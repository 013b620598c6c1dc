use axum::{extract::State, routing::post, Json, Router};
use parkir_booking::WebhookOutcome;
use parkir_core::payment::PaymentNotification;
use serde::Serialize;
use crate::{error::AppError, state::AppState};

#[derive(Debug, Serialize)]
struct WebhookAck {
    outcome: WebhookOutcome,
}

pub fn routes() -> Router<AppState> {
    Router::new().route("/v1/webhooks/payments", post(handle_payment_webhook))
}

/// POST /v1/webhooks/payments
/// Payment gateway status notifications, authenticated by signature.
async fn handle_payment_webhook(
    State(state): State<AppState>,
    Json(payload): Json<PaymentNotification>,
) -> Result<Json<WebhookAck>, AppError> {
    tracing::info!(
        "Received webhook: {} for booking {} (transaction {})",
        payload.transaction_status,
        payload.order_id,
        payload.transaction_id
    );

    let outcome = state.payments.handle_notification(&payload).await?;
    Ok(Json(WebhookAck { outcome }))
}
use axum::{
    extract::{Request, State},
    middleware::Next,
    response::Response,
};
use axum_extra::{
    headers::{authorization::Bearer, Authorization},
    typed_header::TypedHeaderRejection,
    TypedHeader,
};
use parkir_core::LedgerError;

use crate::{error::AppError, state::AppState};

/// Resolves the bearer session into a `Caller` for the handlers behind it.
pub async fn session_auth_middleware(
    State(state): State<AppState>,
    bearer: Result<TypedHeader<Authorization<Bearer>>, TypedHeaderRejection>,
    mut req: Request,
    next: Next,
) -> Result<Response, AppError> {
    let TypedHeader(Authorization(bearer)) = bearer.map_err(|_| LedgerError::unauthenticated())?;

    let caller = state.accounts.sessions().verify(bearer.token())?;
    req.extensions_mut().insert(caller);

    Ok(next.run(req).await)
}
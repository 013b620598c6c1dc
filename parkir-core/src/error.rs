use crate::booking::BookingStatus;
use crate::parking::VehicleType;
use uuid::Uuid;

#[derive(Debug, thiserror::Error)]
pub enum LedgerError {
    #[error("validation failed: {0}")]
    Validation(String),
    #[error("conflict: {0}")]
    Conflict(String),
    #[error("{0}")]
    Auth(String),
    #[error("not authorized to access this resource")]
    Authorization,
    #[error("{0} not found")]
    NotFound(String),
    #[error("insufficient funds: balance {balance}, required {required}")]
    InsufficientFunds { balance: i64, required: i64 },
    #[error("no {vehicle_type} slot available at parking {parking_id}")]
    CapacityExceeded {
        parking_id: Uuid,
        vehicle_type: VehicleType,
    },
    #[error("cannot {action} a {status} booking")]
    InvalidState {
        status: BookingStatus,
        action: &'static str,
    },
    #[error("QR token invalid: {0}")]
    TokenInvalid(String),
    #[error("payment gateway error: {0}")]
    Upstream(String),
    #[error("storage contention: {0}")]
    Contention(String),
    #[error("storage failure: {0}")]
    Storage(String),
}

impl LedgerError {
    /// The one credential failure message. Never says which field was wrong.
    pub fn invalid_credentials() -> Self {
        LedgerError::Auth("invalid email or password".to_string())
    }

    pub fn unauthenticated() -> Self {
        LedgerError::Auth("authentication required".to_string())
    }

    pub fn not_found(kind: &str, id: Uuid) -> Self {
        LedgerError::NotFound(format!("{} {}", kind, id))
    }

    /// Only storage contention is worth retrying; business failures are final.
    pub fn is_transient(&self) -> bool {
        matches!(self, LedgerError::Contention(_))
    }
}

pub type LedgerResult<T> = Result<T, LedgerError>;
use crate::notify::NotificationHub;
use parkir_core::repository::{ChatRepository, ParkingRepository};
use parkir_core::{Caller, LedgerError, LedgerResult, Message, Room, Store};
use std::sync::Arc;
use tracing::debug;
use uuid::Uuid;

const MAX_MESSAGE_CHARS: usize = 2000;
const MAX_CLIENT_ID_CHARS: usize = 64;

/// Seeker ↔ lot owner conversations.
pub struct ChatService {
    store: Arc<dyn Store>,
    notifications: NotificationHub,
}

impl ChatService {
    pub fn new(store: Arc<dyn Store>, notifications: NotificationHub) -> Self {
        Self { store, notifications }
    }

    /// Get-or-create the caller's room with the owner of `parking_id`.
    pub async fn open_room(&self, caller: &Caller, parking_id: Uuid) -> LedgerResult<Room> {
        let lot = self
            .store
            .find_parking(parking_id)
            .await?
            .ok_or_else(|| LedgerError::not_found("parking", parking_id))?;
        if lot.owner_id == caller.account_id {
            return Err(LedgerError::Validation("cannot open a room on your own parking".into()));
        }

        self.store
            .find_or_create_room(parking_id, caller.account_id, lot.owner_id)
            .await
    }

    pub async fn send_message(
        &self,
        caller: &Caller,
        room_id: Uuid,
        content: &str,
        client_message_id: Option<&str>,
    ) -> LedgerResult<Message> {
        self.room_for_participant(caller, room_id).await?;

        let content = content.trim();
        if content.is_empty() {
            return Err(LedgerError::Validation("message must not be empty".into()));
        }
        if content.chars().count() > MAX_MESSAGE_CHARS {
            return Err(LedgerError::Validation(format!(
                "message exceeds {} characters",
                MAX_MESSAGE_CHARS
            )));
        }
        let client_message_id = client_message_id.map(str::trim).filter(|id| !id.is_empty());
        if client_message_id.is_some_and(|id| id.chars().count() > MAX_CLIENT_ID_CHARS) {
            return Err(LedgerError::Validation("client_message_id is too long".into()));
        }

        let (message, created) = self
            .store
            .append_message(room_id, caller.account_id, content, client_message_id)
            .await?;

        if created {
            self.notifications.message_received(&message);
            if let Some(room) = self.store.find_room(room_id).await? {
                self.notifications.room_updated(&room);
            }
        } else {
            debug!(room_id = %room_id, message_id = %message.id, "Duplicate send, returning stored message");
        }
        Ok(message)
    }

    pub async fn my_rooms(&self, caller: &Caller) -> LedgerResult<Vec<Room>> {
        self.store.rooms_for_user(caller.account_id).await
    }

    pub async fn room_messages(&self, caller: &Caller, room_id: Uuid, after_seq: Option<u64>) -> LedgerResult<Vec<Message>> {
        self.room_for_participant(caller, room_id).await?;
        self.store.messages(room_id, after_seq).await
    }

    pub async fn room_for_participant(&self, caller: &Caller, room_id: Uuid) -> LedgerResult<Room> {
        let room = self
            .store
            .find_room(room_id)
            .await?
            .ok_or_else(|| LedgerError::not_found("room", room_id))?;
        if !room.has_participant(caller.account_id) {
            return Err(LedgerError::Authorization);
        }
        Ok(room)
    }
}
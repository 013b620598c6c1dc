use axum::{extract::State, routing::post, Extension, Json, Router};
use parkir_core::{Booking, Caller};
use serde::Deserialize;
use crate::{error::AppError, state::AppState};

#[derive(Debug, Deserialize)]
struct ScanRequest {
    token: String,
}

/// Scans made by the lot owner's gate device.
pub fn routes() -> Router<AppState> {
    Router::new()
        .route("/v1/gate/entry", post(validate_entry))
        .route("/v1/gate/exit", post(validate_exit))
}

async fn validate_entry(
    State(state): State<AppState>,
    Extension(scanner): Extension<Caller>,
    Json(req): Json<ScanRequest>,
) -> Result<Json<Booking>, AppError> {
    Ok(Json(state.ledger.validate_entry(&scanner, req.token.trim()).await?))
}

async fn validate_exit(
    State(state): State<AppState>,
    Extension(scanner): Extension<Caller>,
    Json(req): Json<ScanRequest>,
) -> Result<Json<Booking>, AppError> {
    Ok(Json(state.ledger.validate_exit(&scanner, req.token.trim()).await?))
}
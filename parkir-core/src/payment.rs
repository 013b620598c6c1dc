use crate::error::{LedgerError, LedgerResult};
use async_trait::async_trait;
use chrono::{DateTime, Utc};
use serde::{Deserialize, Serialize};
use sha2::{Digest, Sha512};
use uuid::Uuid;

#[derive(Debug, Clone, Copy, Serialize, Deserialize, PartialEq, Eq)]
#[serde(rename_all = "SCREAMING_SNAKE_CASE")]
pub enum PaymentStatus {
    RequiresAction,
    Processing,
    Succeeded,
    Canceled,
    Failed,
}

#[derive(Debug, Clone, Serialize, Deserialize)]
pub struct PaymentIntent {
    pub id: String, // Provider's ID
    pub booking_id: Uuid,
    pub amount: i64,
    pub currency: String,
    pub status: PaymentStatus,
    pub redirect_url: Option<String>,
    pub created_at: DateTime<Utc>,
}

#[async_trait]
pub trait PaymentAdapter: Send + Sync {
    /// Create a payment intent with the provider
    async fn create_intent(&self, booking_id: Uuid, amount: i64, currency: &str) -> LedgerResult<PaymentIntent>;
}

/// What a gateway notification asks the ledger to do.
#[derive(Debug, Clone, Copy, PartialEq, Eq)]
pub enum GatewayVerdict {
    Settled,
    Failed,
    Informational,
}

/// Payment gateway HTTP notification (order id = booking id).
#[derive(Debug, Clone, Serialize, Deserialize)]
pub struct PaymentNotification {
    pub order_id: String,
    pub transaction_id: String,
    pub transaction_status: String,
    pub status_code: String,
    pub gross_amount: String,
    pub signature_key: String,
}

impl PaymentNotification {
    /// hex(SHA-512(order_id ‖ status_code ‖ gross_amount ‖ server_key))
    pub fn expected_signature(&self, server_key: &str) -> String {
        let mut hasher = Sha512::new();
        hasher.update(self.order_id.as_bytes());
        hasher.update(self.status_code.as_bytes());
        hasher.update(self.gross_amount.as_bytes());
        hasher.update(server_key.as_bytes());
        hex::encode(hasher.finalize())
    }

    pub fn verify(&self, server_key: &str) -> bool {
        let expected = self.expected_signature(server_key);
        let given = self.signature_key.to_ascii_lowercase();
        constant_time_eq(expected.as_bytes(), given.as_bytes())
    }

    pub fn verdict(&self) -> GatewayVerdict {
        match self.transaction_status.as_str() {
            "settlement" | "capture" => GatewayVerdict::Settled,
            "deny" | "cancel" | "expire" | "failure" => GatewayVerdict::Failed,
            _ => GatewayVerdict::Informational,
        }
    }

    pub fn booking_id(&self) -> LedgerResult<Uuid> {
        Uuid::parse_str(&self.order_id)
            .map_err(|_| LedgerError::Validation(format!("order_id '{}' is not a booking id", self.order_id)))
    }

    /// Gateways send decimal strings such as "20000.00"; fractions of the
    /// smallest unit are rejected.
    pub fn amount(&self) -> LedgerResult<i64> {
        let invalid = || LedgerError::Validation(format!("invalid gross_amount '{}'", self.gross_amount));
        let (whole, fraction) = self
            .gross_amount
            .split_once('.')
            .unwrap_or((self.gross_amount.as_str(), ""));
        if !fraction.chars().all(|c| c == '0') {
            return Err(invalid());
        }
        let amount: i64 = whole.parse().map_err(|_| invalid())?;
        if amount <= 0 {
            return Err(invalid());
        }
        Ok(amount)
    }
}

/// Compares without short-circuiting on the first differing byte.
pub fn constant_time_eq(a: &[u8], b: &[u8]) -> bool {
    a.len() == b.len() && a.iter().zip(b).fold(0u8, |acc, (x, y)| acc | (x ^ y)) == 0
}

*-*-*

▸ HOW TO COMPLETE THIS TASK
Lines in the data that include the word "TypedHeaderRejection" should all be copied.

▸ YOUR SOLUTION
    typed_header::TypedHeaderRejection,
    bearer: Result<TypedHeader<Authorization<Bearer>>, TypedHeaderRejection>,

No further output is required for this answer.